SMOOTH ENDOPLASMIC RETICULUM
Smooth ER is more tubular than rough ER and forms a separate sealed interconnecting network. It is found fairly evenly distributed throughout the cytoplasm.
It is not studded with ribosomes hence 'smooth ER'.
Smooth ER is devoted almost exclusively to the manufacture of lipids and in some cases to the metabolism of them and associated products. In liver cells for example smooth ER enables glycogen that is stored as granules on the external surface of smooth ER to be broken down to glucose. Smooth ER is also involved in the production of steroid hormones in the adrenal cortex and endocrine glands.
Smooth ER - the detox stop
Smooth ER also plays a large part in detoxifying a number of organic chemicals converting them to safer water-soluble products.

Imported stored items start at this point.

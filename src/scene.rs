//! Scene graph: a flat, append-only list of meshes plus the lights that shade them.

use embedded_graphics_core::pixelcolor::{Rgb565, RgbColor};
use nalgebra::{Point3, Vector3};

use crate::mesh::Mesh;

/// Index of a mesh within a [`Scene`].
#[derive(Debug, Clone, Copy, PartialEq, Eq, Hash)]
pub struct MeshId(usize);

impl MeshId {
    pub fn index(self) -> usize {
        self.0
    }
}

/// Uniform light reaching every face regardless of orientation.
#[derive(Debug, Clone, Copy, PartialEq)]
pub struct AmbientLight {
    pub color: Rgb565,
    pub intensity: f32,
}

/// Parallel light shining from `position` toward `target`.
#[derive(Debug, Clone, Copy, PartialEq)]
pub struct DirectionalLight {
    pub color: Rgb565,
    pub intensity: f32,
    pub position: Point3<f32>,
    pub target: Point3<f32>,
    pub cast_shadow: bool,
}

impl DirectionalLight {
    pub fn new(color: Rgb565, intensity: f32) -> Self {
        Self {
            color,
            intensity,
            position: Point3::new(0.0, 1.0, 0.0),
            target: Point3::origin(),
            cast_shadow: false,
        }
    }

    /// Unit vector pointing from the lit surface toward the light.
    pub fn to_light(&self) -> Vector3<f32> {
        (self.position - self.target)
            .try_normalize(f32::EPSILON)
            .unwrap_or_else(Vector3::y)
    }
}

#[derive(Debug, Clone, Copy, PartialEq)]
pub enum Light {
    Ambient(AmbientLight),
    Directional(DirectionalLight),
}

#[derive(Debug, Clone)]
pub struct Scene {
    meshes: Vec<Mesh>,
    lights: Vec<Light>,
    pub background: Rgb565,
    /// Scene origin; the pointer projection plane passes through it.
    pub position: Point3<f32>,
}

impl Default for Scene {
    fn default() -> Self {
        Self::new()
    }
}

impl Scene {
    pub fn new() -> Self {
        Self {
            meshes: Vec::new(),
            lights: Vec::new(),
            background: Rgb565::BLACK,
            position: Point3::origin(),
        }
    }

    pub fn add(&mut self, mesh: Mesh) -> MeshId {
        let id = MeshId(self.meshes.len());
        self.meshes.push(mesh);
        id
    }

    pub fn add_light(&mut self, light: Light) {
        self.lights.push(light);
    }

    pub fn mesh(&self, id: MeshId) -> Option<&Mesh> {
        self.meshes.get(id.0)
    }

    pub fn mesh_mut(&mut self, id: MeshId) -> Option<&mut Mesh> {
        self.meshes.get_mut(id.0)
    }

    pub fn meshes(&self) -> impl Iterator<Item = (MeshId, &Mesh)> {
        self.meshes.iter().enumerate().map(|(i, m)| (MeshId(i), m))
    }

    pub fn mesh_count(&self) -> usize {
        self.meshes.len()
    }

    pub fn lights(&self) -> &[Light] {
        &self.lights
    }

    pub fn directional_lights(&self) -> impl Iterator<Item = &DirectionalLight> {
        self.lights.iter().filter_map(|l| match l {
            Light::Directional(d) => Some(d),
            Light::Ambient(_) => None,
        })
    }

    /// Sum of ambient light, per color channel, in `0.0..`.
    pub fn ambient(&self) -> Vector3<f32> {
        self.lights
            .iter()
            .filter_map(|l| match l {
                Light::Ambient(a) => Some(color_to_vec(a.color) * a.intensity),
                Light::Directional(_) => None,
            })
            .sum()
    }
}

/// Rgb565 to linear-ish `0.0..=1.0` channels.
#[inline]
pub fn color_to_vec(color: Rgb565) -> Vector3<f32> {
    Vector3::new(
        color.r() as f32 / Rgb565::MAX_R as f32,
        color.g() as f32 / Rgb565::MAX_G as f32,
        color.b() as f32 / Rgb565::MAX_B as f32,
    )
}

/// `0.0..=1.0` channels back to Rgb565, clamping out-of-range values.
#[inline]
pub fn vec_to_color(v: Vector3<f32>) -> Rgb565 {
    Rgb565::new(
        (v.x.clamp(0.0, 1.0) * Rgb565::MAX_R as f32).round() as u8,
        (v.y.clamp(0.0, 1.0) * Rgb565::MAX_G as f32).round() as u8,
        (v.z.clamp(0.0, 1.0) * Rgb565::MAX_B as f32).round() as u8,
    )
}

#[cfg(test)]
mod tests {
    use super::*;
    use crate::primitives;
    use embedded_graphics_core::pixelcolor::WebColors;
    use std::rc::Rc;

    #[test]
    fn test_add_and_lookup_meshes() {
        let mut scene = Scene::new();
        let geometry = Rc::new(primitives::axes(1.0));
        let a = scene.add(Mesh::new(geometry.clone()).unwrap());
        let b = scene.add(Mesh::new(geometry).unwrap());

        assert_eq!(a.index(), 0);
        assert_eq!(b.index(), 1);
        assert_eq!(scene.mesh_count(), 2);
        assert!(scene.mesh(b).is_some());
        assert_eq!(scene.meshes().count(), 2);
    }

    #[test]
    fn test_ambient_sums_lights() {
        let mut scene = Scene::new();
        assert_eq!(scene.ambient(), Vector3::zeros());

        scene.add_light(Light::Ambient(AmbientLight {
            color: Rgb565::WHITE,
            intensity: 0.5,
        }));
        scene.add_light(Light::Ambient(AmbientLight {
            color: Rgb565::WHITE,
            intensity: 0.25,
        }));
        scene.add_light(Light::Directional(DirectionalLight::new(Rgb565::WHITE, 1.0)));

        let ambient = scene.ambient();
        assert!((ambient.x - 0.75).abs() < 1e-6);
        assert_eq!(scene.directional_lights().count(), 1);
    }

    #[test]
    fn test_directional_light_direction() {
        let mut light = DirectionalLight::new(Rgb565::WHITE, 0.8);
        light.position = Point3::new(0.0, 50.0, 0.0);
        assert!((light.to_light() - Vector3::y()).norm() < 1e-6);
    }

    #[test]
    fn test_color_roundtrip() {
        for color in [Rgb565::CSS_RED, Rgb565::WHITE, Rgb565::CSS_SKY_BLUE, Rgb565::BLACK] {
            assert_eq!(vec_to_color(color_to_vec(color)), color);
        }
    }
}
use thiserror::Error;

use crate::physics::BodyId;
use crate::scene::MeshId;

/// Crate-wide result type alias.
pub type Result<T> = std::result::Result<T, Error>;

/// Errors raised when building or driving the scene.
///
/// Degenerate pointer projections are not errors: they yield `None` and the
/// projector keeps its previous point.
#[derive(Debug, Error, Clone, PartialEq)]
pub enum Error {
    /// Geometry with no vertices or with out-of-range indices.
    #[error("invalid geometry: {0}")]
    InvalidGeometry(String),

    /// Body parameters outside their valid range (mass, radius, extents).
    #[error("invalid body: {0}")]
    InvalidBody(String),

    #[error("unknown body {0:?}")]
    UnknownBody(BodyId),

    #[error("unknown mesh {0:?}")]
    UnknownMesh(MeshId),

    /// Viewport with a zero dimension.
    #[error("invalid viewport {width}x{height}")]
    InvalidViewport { width: u32, height: u32 },
}

#[cfg(test)]
mod tests {
    use super::*;

    #[test]
    fn test_error_display_is_informative() {
        let e = Error::InvalidBody("mass must be positive".to_string());
        let msg = format!("{e}");
        assert!(msg.contains("invalid body"));
        assert!(msg.contains("mass"));

        let e = Error::InvalidViewport { width: 0, height: 480 };
        assert_eq!(format!("{e}"), "invalid viewport 0x480");
    }
}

Large amounts of smooth ER are found in liver cells where one of its main functions is to detoxify products of natural metabolism and to endeavour to detoxify overloads of ethanol derived from excess alcoholic drinking and also barbiturates from drug overdose. To assist with this, smooth ER can double its surface area within a few days, returning to its normal size when the assault has subsided.
The contraction of muscle cells is triggered by the orderly release of calcium ions. These ions are released from the smooth endoplasmic reticulum.